# INSTRUCTIONS FOR THE TASK
Among the lines below, a stretch begins at the one with "a floor value." and ends at the one with "every summed entry.". Repeat that stretch exactly, ends included.

•••••

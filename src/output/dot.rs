// Graphviz DOT export of a similarity graph.
//
// Strong edges are solid with their weight as penwidth; weak edges are
// dashed. Positioning is left to Graphviz.

use std::fmt::Write as _;
use std::io::Write;

use anyhow::{Context, Result};

use crate::graph::{GraphRenderer, SimilarityGraph};

/// Writes the graph as DOT text to any `Write`r: a file, stdout, a buffer.
pub struct DotRenderer<W: Write> {
    writer: W,
}

impl<W: Write> DotRenderer<W> {
    pub fn new(writer: W) -> Self {
        Self { writer }
    }

    pub fn into_inner(self) -> W {
        self.writer
    }
}

impl<W: Write> GraphRenderer for DotRenderer<W> {
    fn render(&mut self, graph: &SimilarityGraph) -> Result<()> {
        self.writer
            .write_all(to_dot(graph).as_bytes())
            .context("Failed to write DOT graph")?;
        self.writer.flush().context("Failed to flush DOT graph")
    }
}

/// Render the graph as an undirected DOT document.
pub fn to_dot(graph: &SimilarityGraph) -> String {
    let mut out = String::from("graph documents {\n");

    for node in &graph.nodes {
        let color = match node.topic {
            Some(0) => "skyblue",
            Some(_) => "pink",
            None => "white",
        };
        let label = escape_quoted(&node.tokens.join(" "));
        let _ = writeln!(
            out,
            "  {} [style=filled, fillcolor={color}, tooltip=\"{label}\"];",
            node.id
        );
    }

    for edge in &graph.edges {
        if edge.strong {
            // Identical documents have infinite weight; cap the pen.
            let width = edge.weight.min(8.0);
            let _ = writeln!(
                out,
                "  {} -- {} [penwidth={width:.2}];",
                edge.source, edge.target
            );
        } else {
            let _ = writeln!(
                out,
                "  {} -- {} [style=dashed, color=\"#0000ff33\"];",
                edge.source, edge.target
            );
        }
    }

    out.push_str("}\n");
    out
}

/// Escape text for a double-quoted DOT string.
fn escape_quoted(text: &str) -> String {
    text.replace('\\', "\\\\").replace('"', "\\\"")
}
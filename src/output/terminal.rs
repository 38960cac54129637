// Colored terminal output for distances and similarity graphs.

use anyhow::Result;
use colored::Colorize;

use crate::graph::{GraphRenderer, SimilarityGraph};
use crate::metrics::Metric;

/// Print a single distance with a bar showing where it falls in [0, 1].
pub fn display_distance(metric: Metric, distance: f64) {
    println!("{}: {}", metric.name().bold(), colorize_distance(distance, metric.is_bounded()));

    if metric.is_bounded() {
        let bar_width: usize = 20;
        let filled = (distance.clamp(0.0, 1.0) * bar_width as f64).round() as usize;
        let empty = bar_width.saturating_sub(filled);
        println!("  [{}{}] 0 = identical, 1 = nothing shared", "=".repeat(filled), " ".repeat(empty));
    }

    let mut axioms = vec!["non-negative"];
    if metric.is_symmetric() {
        axioms.push("symmetric");
    }
    if metric.obeys_triangle_inequality() {
        axioms.push("triangle inequality");
    }
    println!("  {}", format!("Properties: {}", axioms.join(", ")).dimmed());
}

/// Renders the edge table and strong components to stdout.
pub struct TerminalRenderer;

impl GraphRenderer for TerminalRenderer {
    fn render(&mut self, graph: &SimilarityGraph) -> Result<()> {
        println!(
            "\n{}",
            format!(
                "=== Similarity graph ({} documents, {} edges, threshold {:.2}) ===",
                graph.nodes.len(),
                graph.edges.len(),
                graph.threshold
            )
            .bold()
        );
        println!();

        println!(
            "  {:>4}  {:<6} {:<45}",
            "Id".dimmed(),
            "Topic".dimmed(),
            "Document".dimmed()
        );
        for node in &graph.nodes {
            let topic = node
                .topic
                .map(|t| t.to_string())
                .unwrap_or_else(|| "-".to_string());
            let preview = super::truncate_chars(&node.tokens.join(" "), 45);
            println!("  {:>4}  {:<6} {}", node.id, topic, preview);
        }
        println!();

        let strong: Vec<_> = graph.strong_edges().collect();
        println!("  {} ({})", "Strong edges".bold(), strong.len());
        for edge in &strong {
            println!(
                "    {:>3} -- {:<3} distance {:.3}  weight {}",
                edge.source,
                edge.target,
                edge.distance,
                format_weight(edge.weight).bright_green()
            );
        }
        println!(
            "  {}",
            format!("{} weak edges not shown", graph.weak_edges().count()).dimmed()
        );
        println!();

        println!("  {}", "Components (strong edges only)".bold());
        for (i, component) in graph.strong_components().iter().enumerate() {
            let ids: Vec<String> = component.iter().map(|id| id.to_string()).collect();
            println!("    {:>2}. {}", i + 1, ids.join(", "));
        }
        println!();
        Ok(())
    }
}

fn format_weight(weight: f64) -> String {
    if weight.is_infinite() {
        "inf".to_string()
    } else {
        format!("{weight:.2}")
    }
}

/// Color a distance: close is green, far is blue.
fn colorize_distance(distance: f64, bounded: bool) -> colored::ColoredString {
    let text = format!("{distance:.4}");
    if !bounded && distance > 1.0 {
        return text.normal();
    }
    if distance < 0.25 {
        text.bright_green()
    } else if distance < 0.6 {
        text.bright_yellow()
    } else {
        text.bright_blue()
    }
}
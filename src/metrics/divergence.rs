// Information-theoretic divergences between sparse distributions.

use crate::document::SparseDistribution;
use crate::errors::Result;

/// Kullback-Leibler divergence `KL(p || q) = sum p_i ln(p_i / q_i)`, in nats.
///
/// Indices where `p_i == 0` contribute nothing. If `q_i == 0` where
/// `p_i > 0` the divergence is infinite.
pub fn kullback_leibler(p: &SparseDistribution, q: &SparseDistribution) -> Result<f64> {
    p.validate()?;
    q.validate()?;
    Ok(kl_unchecked(p, q))
}

fn kl_unchecked(p: &SparseDistribution, q: &SparseDistribution) -> f64 {
    let mut sum = 0.0;
    for (index, pi) in p.iter() {
        if pi == 0.0 {
            continue;
        }
        let qi = q.get(index);
        if qi == 0.0 {
            return f64::INFINITY;
        }
        sum += pi * (pi / qi).ln();
    }
    sum
}

/// Jensen-Shannon divergence, `0.5 KL(p || m) + 0.5 KL(q || m)` with
/// `m = (p + q) / 2`.
///
/// Symmetric and always finite, bounded by `ln 2` for normalized inputs.
pub fn jensen_shannon(p: &SparseDistribution, q: &SparseDistribution) -> Result<f64> {
    p.validate()?;
    q.validate()?;

    let m = SparseDistribution::new(
        p.merged_indices(q)
            .into_iter()
            .map(|i| (i, 0.5 * (p.get(i) + q.get(i)))),
    );
    // Rounding can push tiny negatives out of the sum.
    Ok((0.5 * kl_unchecked(p, &m) + 0.5 * kl_unchecked(q, &m)).max(0.0))
}
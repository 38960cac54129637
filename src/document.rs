// Value types the metrics operate on.
//
// Distributions and bags are stored sparsely in a BTreeMap so every metric can
// walk a merged, ordered index set and treat missing indices as zero.

use std::collections::{BTreeMap, BTreeSet, HashSet};

use serde::{Deserialize, Serialize};

use crate::errors::{DistanceError, Result};
use crate::vocabulary::Vocabulary;

/// A discrete probability distribution stored as `(index, probability)` pairs.
///
/// Indices that are not present have probability 0. Duplicate indices are
/// summed on construction. Summing to 1 is the caller's responsibility.
#[derive(Debug, Clone, Default, PartialEq, Serialize, Deserialize)]
#[serde(from = "Vec<(u32, f64)>", into = "Vec<(u32, f64)>")]
pub struct SparseDistribution {
    probs: BTreeMap<u32, f64>,
    /// First input pair that was not a finite non-negative number. Kept
    /// apart so summing duplicates cannot hide it from `validate`.
    rejected: Option<(u32, f64)>,
}

impl SparseDistribution {
    pub fn new(pairs: impl IntoIterator<Item = (u32, f64)>) -> Self {
        let mut probs = BTreeMap::new();
        let mut rejected = None;
        for (index, prob) in pairs {
            if rejected.is_none() && !is_valid_probability(prob) {
                rejected = Some((index, prob));
            }
            *probs.entry(index).or_insert(0.0) += prob;
        }
        Self { probs, rejected }
    }

    /// Parse a JSON array of `[index, probability]` pairs.
    pub fn from_json(text: &str) -> Result<Self> {
        Ok(serde_json::from_str(text)?)
    }

    /// Probability mass at `index`, 0 when absent.
    pub fn get(&self, index: u32) -> f64 {
        self.probs.get(&index).copied().unwrap_or(0.0)
    }

    pub fn iter(&self) -> impl Iterator<Item = (u32, f64)> + '_ {
        self.probs.iter().map(|(&i, &p)| (i, p))
    }

    pub fn len(&self) -> usize {
        self.probs.len()
    }

    pub fn is_empty(&self) -> bool {
        self.probs.is_empty()
    }

    pub fn total_mass(&self) -> f64 {
        self.probs.values().sum()
    }

    /// Drop every entry whose probability is below `minimum_probability`.
    ///
    /// Mirrors the way topic models omit topics under a floor value.
    /// An invalid input pair survives truncation so `validate` still sees it.
    pub fn truncate_below(&self, minimum_probability: f64) -> Self {
        Self {
            probs: self
                .probs
                .iter()
                .filter(|(_, &p)| p >= minimum_probability)
                .map(|(&i, &p)| (i, p))
                .collect(),
            rejected: self.rejected,
        }
    }

    /// Index holding the most mass. Ties go to the lowest index.
    pub fn argmax(&self) -> Option<u32> {
        let mut best: Option<(u32, f64)> = None;
        for (index, prob) in self.iter() {
            match best {
                Some((_, p)) if prob <= p => {}
                _ => best = Some((index, prob)),
            }
        }
        best.map(|(index, _)| index)
    }

    /// Reject negative, NaN and infinite probabilities, checking every input
    /// pair as given and every summed entry.
    pub fn validate(&self) -> Result<()> {
        let bad = self
            .rejected
            .into_iter()
            .chain(self.iter().filter(|&(_, p)| !is_valid_probability(p)))
            .next();
        match bad {
            Some((index, prob)) => Err(DistanceError::invalid(format!(
                "probability at index {index} must be a finite non-negative number, got {prob}"
            ))),
            None => Ok(()),
        }
    }

    /// Sorted union of the indices of `self` and `other`.
    pub fn merged_indices(&self, other: &Self) -> BTreeSet<u32> {
        self.probs.keys().chain(other.probs.keys()).copied().collect()
    }
}

fn is_valid_probability(prob: f64) -> bool {
    prob.is_finite() && prob >= 0.0
}

impl From<Vec<(u32, f64)>> for SparseDistribution {
    fn from(pairs: Vec<(u32, f64)>) -> Self {
        Self::new(pairs)
    }
}

impl From<SparseDistribution> for Vec<(u32, f64)> {
    fn from(dist: SparseDistribution) -> Self {
        dist.probs.into_iter().collect()
    }
}

/// Term frequencies of a document over a fixed vocabulary, as `(index, count)`.
#[derive(Debug, Clone, Default, PartialEq, Eq, Serialize, Deserialize)]
#[serde(from = "Vec<(u32, u32)>", into = "Vec<(u32, u32)>")]
pub struct SparseBagOfWords {
    counts: BTreeMap<u32, u32>,
}

impl SparseBagOfWords {
    pub fn new(pairs: impl IntoIterator<Item = (u32, u32)>) -> Self {
        let mut counts = BTreeMap::new();
        for (index, count) in pairs {
            let slot = counts.entry(index).or_insert(0u32);
            *slot = slot.saturating_add(count);
        }
        Self { counts }
    }

    pub fn count(&self, index: u32) -> u32 {
        self.counts.get(&index).copied().unwrap_or(0)
    }

    pub fn iter(&self) -> impl Iterator<Item = (u32, u32)> + '_ {
        self.counts.iter().map(|(&i, &c)| (i, c))
    }

    pub fn len(&self) -> usize {
        self.counts.len()
    }

    pub fn is_empty(&self) -> bool {
        self.counts.is_empty()
    }

    /// Indices with a positive count. Magnitude is ignored.
    pub fn present(&self) -> impl Iterator<Item = u32> + '_ {
        self.counts.iter().filter(|(_, &c)| c > 0).map(|(&i, _)| i)
    }

    pub fn merged_indices(&self, other: &Self) -> BTreeSet<u32> {
        self.counts.keys().chain(other.counts.keys()).copied().collect()
    }
}

impl From<Vec<(u32, u32)>> for SparseBagOfWords {
    fn from(pairs: Vec<(u32, u32)>) -> Self {
        Self::new(pairs)
    }
}

impl From<SparseBagOfWords> for Vec<(u32, u32)> {
    fn from(bow: SparseBagOfWords) -> Self {
        bow.counts.into_iter().collect()
    }
}

/// A document in either of the two shapes the Jaccard distance accepts.
///
/// From JSON, an array of strings is a token list and an array of
/// `[index, count]` pairs is a bag of words.
#[derive(Debug, Clone, PartialEq, Serialize, Deserialize)]
#[serde(untagged)]
pub enum Document {
    Tokens(Vec<String>),
    Bag(SparseBagOfWords),
}

/// One member of a document's normalized set.
#[derive(Debug, Clone, Copy, PartialEq, Eq, Hash)]
pub enum Item<'a> {
    Token(&'a str),
    Index(u32),
}

impl Document {
    pub fn tokens<S: AsRef<str>>(tokens: &[S]) -> Self {
        Document::Tokens(tokens.iter().map(|t| t.as_ref().to_string()).collect())
    }

    /// Parse a JSON document, rejecting anything that is neither a list of
    /// tokens nor a list of `[index, count]` pairs.
    pub fn from_json(text: &str) -> Result<Self> {
        serde_json::from_str(text).map_err(|e| {
            DistanceError::invalid(format!(
                "expected a list of tokens or a list of [index, count] pairs: {e}"
            ))
        })
    }

    pub fn kind(&self) -> &'static str {
        match self {
            Document::Tokens(_) => "token list",
            Document::Bag(_) => "bag of words",
        }
    }

    /// Reduce the document to its set of distinct items.
    ///
    /// With a vocabulary, known tokens become indices so a token list and a
    /// bag of words over the same vocabulary compare item for item. Unknown
    /// tokens stay tokens.
    pub fn item_set(&self, vocabulary: Option<&dyn Vocabulary>) -> HashSet<Item<'_>> {
        match self {
            Document::Tokens(tokens) => tokens
                .iter()
                .map(|t| match vocabulary.and_then(|v| v.token_id(t)) {
                    Some(id) => Item::Index(id),
                    None => Item::Token(t.as_str()),
                })
                .collect(),
            Document::Bag(bow) => bow.present().map(Item::Index).collect(),
        }
    }
}

impl From<Vec<String>> for Document {
    fn from(tokens: Vec<String>) -> Self {
        Document::Tokens(tokens)
    }
}

impl From<SparseBagOfWords> for Document {
    fn from(bow: SparseBagOfWords) -> Self {
        Document::Bag(bow)
    }
}

#[cfg(test)]
mod tests {
    use super::*;

    #[test]
    fn test_duplicate_indices_are_summed() {
        let dist = SparseDistribution::new([(0, 0.25), (1, 0.5), (0, 0.25)]);
        assert_eq!(dist.len(), 2);
        assert!((dist.get(0) - 0.5).abs() < 1e-12);
        assert_eq!(dist.get(7), 0.0);
    }

    #[test]
    fn test_argmax_prefers_lowest_index_on_tie() {
        let dist = SparseDistribution::new([(3, 0.4), (1, 0.4), (2, 0.2)]);
        assert_eq!(dist.argmax(), Some(1));
        assert_eq!(SparseDistribution::default().argmax(), None);
    }

    #[test]
    fn test_truncate_below() {
        let dist = SparseDistribution::new([(0, 0.9), (1, 1e-9), (2, 0.1)]);
        let kept = dist.truncate_below(1e-8);
        assert_eq!(kept.iter().map(|(i, _)| i).collect::<Vec<_>>(), vec![0, 2]);
    }

    #[test]
    fn test_validate_rejects_negative_and_nan() {
        assert!(SparseDistribution::new([(0, -0.1)]).validate().is_err());
        assert!(SparseDistribution::new([(0, f64::NAN)]).validate().is_err());
        assert!(SparseDistribution::new([(0, 1.0)]).validate().is_ok());
    }

    #[test]
    fn test_validate_sees_negative_hidden_by_duplicate() {
        let dist = SparseDistribution::new([(0, 1.5), (0, -0.5)]);
        assert!((dist.get(0) - 1.0).abs() < 1e-12);
        let err = dist.validate().unwrap_err();
        assert!(err.to_string().contains("index 0"), "Unexpected error: {err}");

        let truncated = dist.truncate_below(1e-8);
        assert!(truncated.validate().is_err());
    }

    #[test]
    fn test_validate_rejects_overflowing_sum() {
        let dist = SparseDistribution::new([(2, f64::MAX), (2, f64::MAX)]);
        assert!(dist.validate().is_err());
    }

    #[test]
    fn test_bag_present_skips_zero_counts() {
        let bow = SparseBagOfWords::new([(0, 2), (1, 0), (4, 1)]);
        assert_eq!(bow.present().collect::<Vec<_>>(), vec![0, 4]);
    }

    #[test]
    fn test_document_json_shapes() {
        let tokens = Document::from_json(r#"["bank", "river"]"#).unwrap();
        assert_eq!(tokens.kind(), "token list");

        let bag = Document::from_json("[[0, 1], [3, 2]]").unwrap();
        assert_eq!(bag, Document::Bag(SparseBagOfWords::new([(0, 1), (3, 2)])));

        let err = Document::from_json(r#"{"bank": 1}"#).unwrap_err();
        assert!(matches!(err, DistanceError::InvalidInput(_)));
    }

    #[test]
    fn test_distribution_json_round_trip_shape() {
        let dist: SparseDistribution = serde_json::from_str("[[1, 0.5], [0, 0.5]]").unwrap();
        assert_eq!(serde_json::to_string(&dist).unwrap(), "[[0,0.5],[1,0.5]]");
    }

    #[test]
    fn test_distribution_from_bad_json() {
        let err = SparseDistribution::from_json(r#"["bank"]"#).unwrap_err();
        assert!(matches!(err, DistanceError::Json(_)));
    }
}
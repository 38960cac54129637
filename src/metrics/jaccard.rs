// Jaccard distance between documents.
//
// Each document is reduced to a set (distinct tokens, or the indices of a bag
// of words with a positive count) and compared as
//
//   1 - |A ∩ B| / |A ∪ B|
//
// Two empty sets are treated as identical (distance 0.0). A token list and a
// bag of words only share items once a vocabulary maps tokens to indices;
// without one, tokens and indices are distinct set members.

use std::collections::HashSet;
use std::hash::Hash;

use tracing::debug;

use crate::document::{Document, SparseBagOfWords};
use crate::errors::Result;
use crate::vocabulary::Vocabulary;

/// Jaccard distance between two documents of either kind.
///
/// A token list compared with a bag of words shares no items, so the result
/// is 1.0 unless both are empty. Use `jaccard_distance_with` to resolve tokens
/// to indices first.
pub fn jaccard_distance(a: &Document, b: &Document) -> Result<f64> {
    if std::mem::discriminant(a) != std::mem::discriminant(b) {
        debug!(a = a.kind(), b = b.kind(), "jaccard over mixed kinds without a vocabulary");
    }
    Ok(jaccard_set_distance(&a.item_set(None), &b.item_set(None)))
}

/// Jaccard distance with tokens resolved through `vocabulary`.
///
/// Accepts any mix of token lists and bags of words.
pub fn jaccard_distance_with(
    vocabulary: &dyn Vocabulary,
    a: &Document,
    b: &Document,
) -> Result<f64> {
    let set_a = a.item_set(Some(vocabulary));
    let set_b = b.item_set(Some(vocabulary));
    Ok(jaccard_set_distance(&set_a, &set_b))
}

/// `1 - |A ∩ B| / |A ∪ B|`, or 0.0 when both sets are empty.
pub fn jaccard_set_distance<T: Eq + Hash>(a: &HashSet<T>, b: &HashSet<T>) -> f64 {
    let intersection = a.intersection(b).count();
    let union = a.len() + b.len() - intersection;
    debug!(intersection, union, "jaccard");

    if union == 0 {
        return 0.0;
    }
    1.0 - intersection as f64 / union as f64
}

/// Weighted Jaccard distance between two bags of words.
///
/// For each index in either bag we take the smaller and the larger count:
///
///   1 - sum(min(a_i, b_i)) / sum(max(a_i, b_i))
///
/// Unlike `jaccard_distance` this lets repeated words count. Two empty (or
/// all-zero) bags are at distance 0.0.
pub fn weighted_jaccard_distance(a: &SparseBagOfWords, b: &SparseBagOfWords) -> f64 {
    let mut min_sum = 0u64;
    let mut max_sum = 0u64;

    for index in a.merged_indices(b) {
        let ca = a.count(index);
        let cb = b.count(index);
        min_sum += u64::from(ca.min(cb));
        max_sum += u64::from(ca.max(cb));
    }

    if max_sum == 0 {
        0.0
    } else {
        1.0 - min_sum as f64 / max_sum as f64
    }
}
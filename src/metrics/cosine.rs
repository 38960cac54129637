// Cosine distance between sparse vectors.
//
//   1 - (a · b) / (|a| |b|)
//
// Negative similarities are clamped so the distance stays in [0, 1].

use crate::document::SparseDistribution;

/// Cosine distance between two sparse vectors.
///
/// Two empty vectors are identical (0.0). A zero-magnitude vector compared
/// with anything else has no direction to share, so the distance is 1.0.
pub fn cosine_distance(a: &SparseDistribution, b: &SparseDistribution) -> f64 {
    if a.is_empty() && b.is_empty() {
        return 0.0;
    }

    let mut dot = 0.0;
    let mut mag_a = 0.0;
    let mut mag_b = 0.0;
    for index in a.merged_indices(b) {
        let x = a.get(index);
        let y = b.get(index);
        dot += x * y;
        mag_a += x * x;
        mag_b += y * y;
    }

    let denominator = mag_a.sqrt() * mag_b.sqrt();
    if denominator < f64::EPSILON {
        return 1.0;
    }

    let similarity = (dot / denominator).clamp(0.0, 1.0);
    1.0 - similarity
}
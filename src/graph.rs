// Document similarity graph.
//
// One node per document, one edge per unordered pair. Edge weight is the
// inverse of the Jaccard distance, so near-identical documents get heavy
// edges. Edges heavier than the threshold are "strong", the rest "weak".
// Laying the graph out is left to whatever GraphRenderer consumes it.

use anyhow::{Context, Result};
use serde::Serialize;
use tracing::debug;

use crate::document::Document;
use crate::metrics::jaccard_distance_with;
use crate::topics::traits::TopicModel;
use crate::vocabulary::Dictionary;

/// Default weight above which an edge counts as strong.
pub const DEFAULT_EDGE_THRESHOLD: f64 = 1.25;

/// An edge between documents `source < target`.
#[derive(Debug, Clone, PartialEq, Serialize)]
pub struct Edge {
    pub source: usize,
    pub target: usize,
    /// Jaccard distance between the two documents
    pub distance: f64,
    /// `1 / distance`; infinite for identical documents
    pub weight: f64,
    pub strong: bool,
}

#[derive(Debug, Clone, PartialEq, Serialize)]
pub struct Node {
    pub id: usize,
    pub tokens: Vec<String>,
    /// Most likely topic, when a topic model was supplied
    pub topic: Option<u32>,
}

#[derive(Debug, Clone, Serialize)]
pub struct SimilarityGraph {
    pub nodes: Vec<Node>,
    pub edges: Vec<Edge>,
    pub threshold: f64,
}

/// Anything that can present a similarity graph.
pub trait GraphRenderer {
    fn render(&mut self, graph: &SimilarityGraph) -> Result<()>;
}

impl SimilarityGraph {
    /// Build the complete graph over tokenized documents.
    pub fn from_documents(documents: &[Vec<String>], threshold: f64) -> Result<Self> {
        let dictionary = Dictionary::from_documents(documents);
        let docs: Vec<Document> = documents.iter().cloned().map(Document::Tokens).collect();

        let mut edges = Vec::with_capacity(docs.len() * docs.len().saturating_sub(1) / 2);
        for i in 0..docs.len() {
            for j in (i + 1)..docs.len() {
                let distance = jaccard_distance_with(&dictionary, &docs[i], &docs[j])
                    .with_context(|| format!("Failed to compare documents {i} and {j}"))?;
                let weight = if distance == 0.0 {
                    f64::INFINITY
                } else {
                    1.0 / distance
                };
                edges.push(Edge {
                    source: i,
                    target: j,
                    distance,
                    weight,
                    strong: weight > threshold,
                });
            }
        }

        debug!(nodes = docs.len(), edges = edges.len(), threshold, "Built similarity graph");

        let nodes = documents
            .iter()
            .enumerate()
            .map(|(id, tokens)| Node {
                id,
                tokens: tokens.clone(),
                topic: None,
            })
            .collect();

        Ok(Self {
            nodes,
            edges,
            threshold,
        })
    }

    /// Label every node with its most likely topic under `model`.
    ///
    /// Nodes are passed to the model by corpus position, so documents with
    /// the same bag of words can still carry different topics.
    pub fn assign_topics(&mut self, model: &dyn TopicModel, dictionary: &Dictionary) -> Result<()> {
        for node in &mut self.nodes {
            let bow = dictionary.doc2bow(&node.tokens);
            node.topic = model
                .infer_at(node.id, &bow)
                .with_context(|| format!("Failed to infer topic for document {}", node.id))?
                .argmax();
        }
        Ok(())
    }

    pub fn strong_edges(&self) -> impl Iterator<Item = &Edge> {
        self.edges.iter().filter(|e| e.strong)
    }

    pub fn weak_edges(&self) -> impl Iterator<Item = &Edge> {
        self.edges.iter().filter(|e| !e.strong)
    }

    /// Connected components when only strong edges are kept, each sorted,
    /// ordered by their smallest node.
    pub fn strong_components(&self) -> Vec<Vec<usize>> {
        let n = self.nodes.len();
        let mut parent: Vec<usize> = (0..n).collect();

        fn find(parent: &mut [usize], mut x: usize) -> usize {
            while parent[x] != x {
                parent[x] = parent[parent[x]];
                x = parent[x];
            }
            x
        }

        for edge in self.strong_edges() {
            let a = find(&mut parent, edge.source);
            let b = find(&mut parent, edge.target);
            if a != b {
                parent[a.max(b)] = a.min(b);
            }
        }

        let mut components: Vec<Vec<usize>> = Vec::new();
        let mut slot_of_root = vec![usize::MAX; n];
        for node in 0..n {
            let root = find(&mut parent, node);
            if slot_of_root[root] == usize::MAX {
                slot_of_root[root] = components.len();
                components.push(Vec::new());
            }
            components[slot_of_root[root]].push(node);
        }
        components
    }
}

•••••

# EXERCISE RESPONSE
    /// Mirrors the way topic models omit topics under a floor value.
    /// An invalid input pair survives truncation so `validate` still sees it.
    pub fn truncate_below(&self, minimum_probability: f64) -> Self {
        Self {
            probs: self
                .probs
                .iter()
                .filter(|(_, &p)| p >= minimum_probability)
                .map(|(&i, &p)| (i, p))
                .collect(),
            rejected: self.rejected,
        }
    }

    /// Index holding the most mass. Ties go to the lowest index.
    pub fn argmax(&self) -> Option<u32> {
        let mut best: Option<(u32, f64)> = None;
        for (index, prob) in self.iter() {
            match best {
                Some((_, p)) if prob <= p => {}
                _ => best = Some((index, prob)),
            }
        }
        best.map(|(index, _)| index)
    }

    /// Reject negative, NaN and infinite probabilities, checking every input
    /// pair as given and every summed entry.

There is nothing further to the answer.